Entries provided START

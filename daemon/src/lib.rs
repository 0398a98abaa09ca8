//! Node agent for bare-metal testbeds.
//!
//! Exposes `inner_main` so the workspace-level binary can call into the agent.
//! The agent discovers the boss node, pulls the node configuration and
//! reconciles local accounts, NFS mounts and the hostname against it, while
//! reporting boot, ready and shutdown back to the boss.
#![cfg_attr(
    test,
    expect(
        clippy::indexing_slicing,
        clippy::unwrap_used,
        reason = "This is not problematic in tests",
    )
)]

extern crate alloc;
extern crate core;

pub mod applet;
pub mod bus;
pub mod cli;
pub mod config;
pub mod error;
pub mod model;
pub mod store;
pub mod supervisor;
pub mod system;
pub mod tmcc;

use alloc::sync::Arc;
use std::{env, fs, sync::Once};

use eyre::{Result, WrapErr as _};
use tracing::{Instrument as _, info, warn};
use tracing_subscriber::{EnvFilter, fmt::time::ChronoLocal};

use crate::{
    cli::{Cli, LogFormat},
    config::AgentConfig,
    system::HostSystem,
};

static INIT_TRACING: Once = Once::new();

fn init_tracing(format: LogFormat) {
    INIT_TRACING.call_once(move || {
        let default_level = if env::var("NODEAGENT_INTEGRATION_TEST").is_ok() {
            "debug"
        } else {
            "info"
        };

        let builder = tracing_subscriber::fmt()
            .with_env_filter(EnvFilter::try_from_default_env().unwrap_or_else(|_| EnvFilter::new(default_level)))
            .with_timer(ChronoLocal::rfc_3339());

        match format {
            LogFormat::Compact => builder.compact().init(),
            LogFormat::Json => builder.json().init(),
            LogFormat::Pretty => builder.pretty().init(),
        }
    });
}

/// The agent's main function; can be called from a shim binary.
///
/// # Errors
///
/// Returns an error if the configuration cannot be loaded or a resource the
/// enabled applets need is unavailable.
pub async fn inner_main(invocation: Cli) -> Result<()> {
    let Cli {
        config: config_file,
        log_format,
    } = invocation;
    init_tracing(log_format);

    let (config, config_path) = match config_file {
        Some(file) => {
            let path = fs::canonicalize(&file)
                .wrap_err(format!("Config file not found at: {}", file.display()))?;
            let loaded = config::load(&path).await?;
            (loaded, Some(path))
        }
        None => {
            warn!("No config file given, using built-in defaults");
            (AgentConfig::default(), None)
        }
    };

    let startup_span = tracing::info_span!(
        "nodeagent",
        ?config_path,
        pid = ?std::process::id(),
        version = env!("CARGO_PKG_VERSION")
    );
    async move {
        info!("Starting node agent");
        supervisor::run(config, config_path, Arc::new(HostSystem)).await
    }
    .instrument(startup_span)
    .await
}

Entries provided END
Entries provided START

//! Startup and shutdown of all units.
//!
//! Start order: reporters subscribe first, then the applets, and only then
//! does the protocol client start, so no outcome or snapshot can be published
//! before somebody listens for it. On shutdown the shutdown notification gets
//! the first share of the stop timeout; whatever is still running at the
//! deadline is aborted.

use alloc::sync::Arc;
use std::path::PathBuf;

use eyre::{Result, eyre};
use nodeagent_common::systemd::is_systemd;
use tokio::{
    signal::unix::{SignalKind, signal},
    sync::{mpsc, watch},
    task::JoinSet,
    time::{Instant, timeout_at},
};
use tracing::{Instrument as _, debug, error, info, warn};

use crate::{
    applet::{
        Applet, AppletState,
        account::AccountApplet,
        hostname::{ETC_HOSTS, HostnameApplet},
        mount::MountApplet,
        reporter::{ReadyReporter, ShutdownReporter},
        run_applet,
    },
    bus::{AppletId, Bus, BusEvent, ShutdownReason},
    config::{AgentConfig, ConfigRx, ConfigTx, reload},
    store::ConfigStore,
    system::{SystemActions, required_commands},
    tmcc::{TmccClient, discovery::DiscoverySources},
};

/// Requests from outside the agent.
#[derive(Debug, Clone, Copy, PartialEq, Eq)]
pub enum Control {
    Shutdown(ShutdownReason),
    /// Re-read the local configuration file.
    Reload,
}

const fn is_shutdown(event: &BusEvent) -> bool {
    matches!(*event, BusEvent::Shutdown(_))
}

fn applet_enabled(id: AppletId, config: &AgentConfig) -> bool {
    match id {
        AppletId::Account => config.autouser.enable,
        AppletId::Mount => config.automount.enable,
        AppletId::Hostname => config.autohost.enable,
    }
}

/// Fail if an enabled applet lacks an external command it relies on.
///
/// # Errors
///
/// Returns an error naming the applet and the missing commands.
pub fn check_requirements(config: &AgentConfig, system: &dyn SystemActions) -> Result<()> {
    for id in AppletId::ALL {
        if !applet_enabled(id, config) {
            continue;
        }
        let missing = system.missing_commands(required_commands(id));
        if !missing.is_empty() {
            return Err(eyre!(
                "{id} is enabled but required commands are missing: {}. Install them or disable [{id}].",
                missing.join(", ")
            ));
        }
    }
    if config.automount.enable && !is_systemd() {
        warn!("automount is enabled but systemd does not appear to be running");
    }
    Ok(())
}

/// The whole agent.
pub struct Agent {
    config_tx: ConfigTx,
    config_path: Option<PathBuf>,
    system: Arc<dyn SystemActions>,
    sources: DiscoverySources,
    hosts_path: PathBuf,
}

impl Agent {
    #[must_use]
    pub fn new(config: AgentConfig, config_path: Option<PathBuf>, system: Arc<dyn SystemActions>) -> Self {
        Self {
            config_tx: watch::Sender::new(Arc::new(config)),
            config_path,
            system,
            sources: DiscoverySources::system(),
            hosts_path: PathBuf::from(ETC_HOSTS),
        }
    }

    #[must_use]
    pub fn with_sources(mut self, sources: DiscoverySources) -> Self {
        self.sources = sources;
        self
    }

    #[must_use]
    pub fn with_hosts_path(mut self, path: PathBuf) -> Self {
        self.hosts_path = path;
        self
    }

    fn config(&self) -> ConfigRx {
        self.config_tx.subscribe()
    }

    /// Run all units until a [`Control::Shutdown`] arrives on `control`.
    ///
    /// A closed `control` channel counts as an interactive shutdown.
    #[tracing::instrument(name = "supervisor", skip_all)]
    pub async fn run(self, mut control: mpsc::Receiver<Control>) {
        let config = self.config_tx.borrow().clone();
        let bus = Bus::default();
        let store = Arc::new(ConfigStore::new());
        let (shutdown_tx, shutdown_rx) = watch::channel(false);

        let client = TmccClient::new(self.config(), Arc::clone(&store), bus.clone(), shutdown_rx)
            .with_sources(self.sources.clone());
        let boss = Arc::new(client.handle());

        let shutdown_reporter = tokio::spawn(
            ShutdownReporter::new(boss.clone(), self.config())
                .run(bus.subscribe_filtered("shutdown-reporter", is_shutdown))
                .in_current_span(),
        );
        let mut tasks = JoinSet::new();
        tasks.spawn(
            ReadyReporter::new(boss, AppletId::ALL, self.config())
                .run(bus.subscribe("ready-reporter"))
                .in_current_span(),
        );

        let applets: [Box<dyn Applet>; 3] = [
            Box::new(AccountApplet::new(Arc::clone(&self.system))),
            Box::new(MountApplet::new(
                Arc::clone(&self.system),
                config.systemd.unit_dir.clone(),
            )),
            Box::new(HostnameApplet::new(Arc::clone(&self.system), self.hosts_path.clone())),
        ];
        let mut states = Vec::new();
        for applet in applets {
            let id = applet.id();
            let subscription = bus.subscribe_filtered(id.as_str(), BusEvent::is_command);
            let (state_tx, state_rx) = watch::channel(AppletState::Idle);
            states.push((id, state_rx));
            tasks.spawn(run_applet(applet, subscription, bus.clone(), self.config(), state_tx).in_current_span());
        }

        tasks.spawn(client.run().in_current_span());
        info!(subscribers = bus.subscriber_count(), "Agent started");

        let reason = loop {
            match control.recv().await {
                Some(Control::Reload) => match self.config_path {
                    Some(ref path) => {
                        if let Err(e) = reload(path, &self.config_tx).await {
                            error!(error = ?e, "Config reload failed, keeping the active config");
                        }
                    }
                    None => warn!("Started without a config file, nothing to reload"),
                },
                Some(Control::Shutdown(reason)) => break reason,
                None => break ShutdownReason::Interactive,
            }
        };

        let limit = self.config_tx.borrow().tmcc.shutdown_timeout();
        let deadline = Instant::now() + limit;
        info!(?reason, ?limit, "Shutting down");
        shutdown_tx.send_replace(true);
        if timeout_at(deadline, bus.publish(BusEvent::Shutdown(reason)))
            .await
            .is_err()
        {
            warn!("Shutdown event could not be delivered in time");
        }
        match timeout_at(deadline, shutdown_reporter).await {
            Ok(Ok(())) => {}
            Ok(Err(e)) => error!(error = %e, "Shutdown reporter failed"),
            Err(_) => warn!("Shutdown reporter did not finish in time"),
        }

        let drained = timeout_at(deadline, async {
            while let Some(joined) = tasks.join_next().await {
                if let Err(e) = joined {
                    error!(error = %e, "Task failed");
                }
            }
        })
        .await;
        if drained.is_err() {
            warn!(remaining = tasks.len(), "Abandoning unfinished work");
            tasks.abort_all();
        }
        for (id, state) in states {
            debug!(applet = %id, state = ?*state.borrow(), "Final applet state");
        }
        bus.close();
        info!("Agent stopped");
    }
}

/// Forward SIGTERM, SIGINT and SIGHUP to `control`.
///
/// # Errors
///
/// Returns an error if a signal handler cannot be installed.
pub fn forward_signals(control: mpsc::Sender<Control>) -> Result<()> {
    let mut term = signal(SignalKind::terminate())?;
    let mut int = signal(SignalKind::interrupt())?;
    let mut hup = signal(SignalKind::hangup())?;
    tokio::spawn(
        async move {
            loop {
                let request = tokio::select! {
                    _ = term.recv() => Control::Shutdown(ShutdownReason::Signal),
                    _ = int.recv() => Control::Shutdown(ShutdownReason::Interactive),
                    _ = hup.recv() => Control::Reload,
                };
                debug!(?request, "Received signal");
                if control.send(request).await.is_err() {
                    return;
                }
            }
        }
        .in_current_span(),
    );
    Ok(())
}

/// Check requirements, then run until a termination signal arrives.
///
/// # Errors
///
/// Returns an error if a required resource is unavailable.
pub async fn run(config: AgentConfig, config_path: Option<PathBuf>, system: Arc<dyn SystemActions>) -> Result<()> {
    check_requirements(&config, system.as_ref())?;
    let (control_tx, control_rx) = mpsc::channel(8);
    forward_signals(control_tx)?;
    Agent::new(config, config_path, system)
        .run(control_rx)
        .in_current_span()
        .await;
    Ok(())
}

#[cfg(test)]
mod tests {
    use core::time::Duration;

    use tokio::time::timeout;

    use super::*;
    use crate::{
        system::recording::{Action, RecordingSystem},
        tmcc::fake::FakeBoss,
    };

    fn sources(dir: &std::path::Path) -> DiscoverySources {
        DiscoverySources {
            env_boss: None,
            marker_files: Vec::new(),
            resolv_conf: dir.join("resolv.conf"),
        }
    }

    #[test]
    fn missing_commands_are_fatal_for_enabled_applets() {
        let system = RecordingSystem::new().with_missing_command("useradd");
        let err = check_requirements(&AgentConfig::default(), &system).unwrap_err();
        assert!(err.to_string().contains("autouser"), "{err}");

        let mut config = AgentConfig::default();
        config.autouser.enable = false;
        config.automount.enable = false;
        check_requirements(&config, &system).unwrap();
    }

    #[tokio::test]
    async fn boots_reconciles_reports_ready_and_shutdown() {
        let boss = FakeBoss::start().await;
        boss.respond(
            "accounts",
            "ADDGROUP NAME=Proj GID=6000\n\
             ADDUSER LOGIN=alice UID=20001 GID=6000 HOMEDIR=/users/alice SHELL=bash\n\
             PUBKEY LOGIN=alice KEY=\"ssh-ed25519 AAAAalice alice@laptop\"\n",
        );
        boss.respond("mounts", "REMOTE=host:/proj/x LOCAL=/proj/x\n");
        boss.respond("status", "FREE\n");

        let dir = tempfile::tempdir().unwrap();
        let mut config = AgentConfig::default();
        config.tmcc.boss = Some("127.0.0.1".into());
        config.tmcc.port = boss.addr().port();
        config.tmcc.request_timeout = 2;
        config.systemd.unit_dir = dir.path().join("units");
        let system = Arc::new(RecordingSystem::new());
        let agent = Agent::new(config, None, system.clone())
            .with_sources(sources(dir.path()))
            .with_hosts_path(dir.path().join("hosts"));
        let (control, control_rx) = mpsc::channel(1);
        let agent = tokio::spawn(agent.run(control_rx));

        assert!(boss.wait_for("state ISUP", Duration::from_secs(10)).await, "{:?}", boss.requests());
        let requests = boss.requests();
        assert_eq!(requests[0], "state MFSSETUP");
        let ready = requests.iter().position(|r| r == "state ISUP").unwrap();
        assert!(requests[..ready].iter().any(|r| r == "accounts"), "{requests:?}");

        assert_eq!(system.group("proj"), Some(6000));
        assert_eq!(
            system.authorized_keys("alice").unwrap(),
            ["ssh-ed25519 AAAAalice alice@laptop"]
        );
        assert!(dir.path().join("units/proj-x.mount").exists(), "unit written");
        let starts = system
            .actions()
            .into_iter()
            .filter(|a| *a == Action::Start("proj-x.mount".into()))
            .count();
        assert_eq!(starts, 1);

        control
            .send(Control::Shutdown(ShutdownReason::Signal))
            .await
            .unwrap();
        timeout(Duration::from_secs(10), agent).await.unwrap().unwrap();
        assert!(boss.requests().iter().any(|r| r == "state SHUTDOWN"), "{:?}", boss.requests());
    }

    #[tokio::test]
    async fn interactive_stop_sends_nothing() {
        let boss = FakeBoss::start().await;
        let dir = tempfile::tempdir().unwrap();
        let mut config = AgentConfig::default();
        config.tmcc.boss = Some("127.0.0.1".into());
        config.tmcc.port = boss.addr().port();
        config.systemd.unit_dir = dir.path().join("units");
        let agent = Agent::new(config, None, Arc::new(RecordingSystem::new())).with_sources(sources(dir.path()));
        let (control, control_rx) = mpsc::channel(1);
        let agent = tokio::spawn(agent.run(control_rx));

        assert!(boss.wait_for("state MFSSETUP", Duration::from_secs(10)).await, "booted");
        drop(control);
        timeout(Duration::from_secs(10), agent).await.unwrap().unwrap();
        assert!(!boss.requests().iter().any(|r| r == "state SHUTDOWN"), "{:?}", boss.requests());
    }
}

Entries provided END

Activity — Filter the records above for the string "tokio" and copy each matching line.

Response box —
use tokio::{
        let shutdown_reporter = tokio::spawn(
    tokio::spawn(
                let request = tokio::select! {
    use tokio::time::timeout;
    #[tokio::test]
        let agent = tokio::spawn(agent.run(control_rx));
    #[tokio::test]
        let agent = tokio::spawn(agent.run(control_rx));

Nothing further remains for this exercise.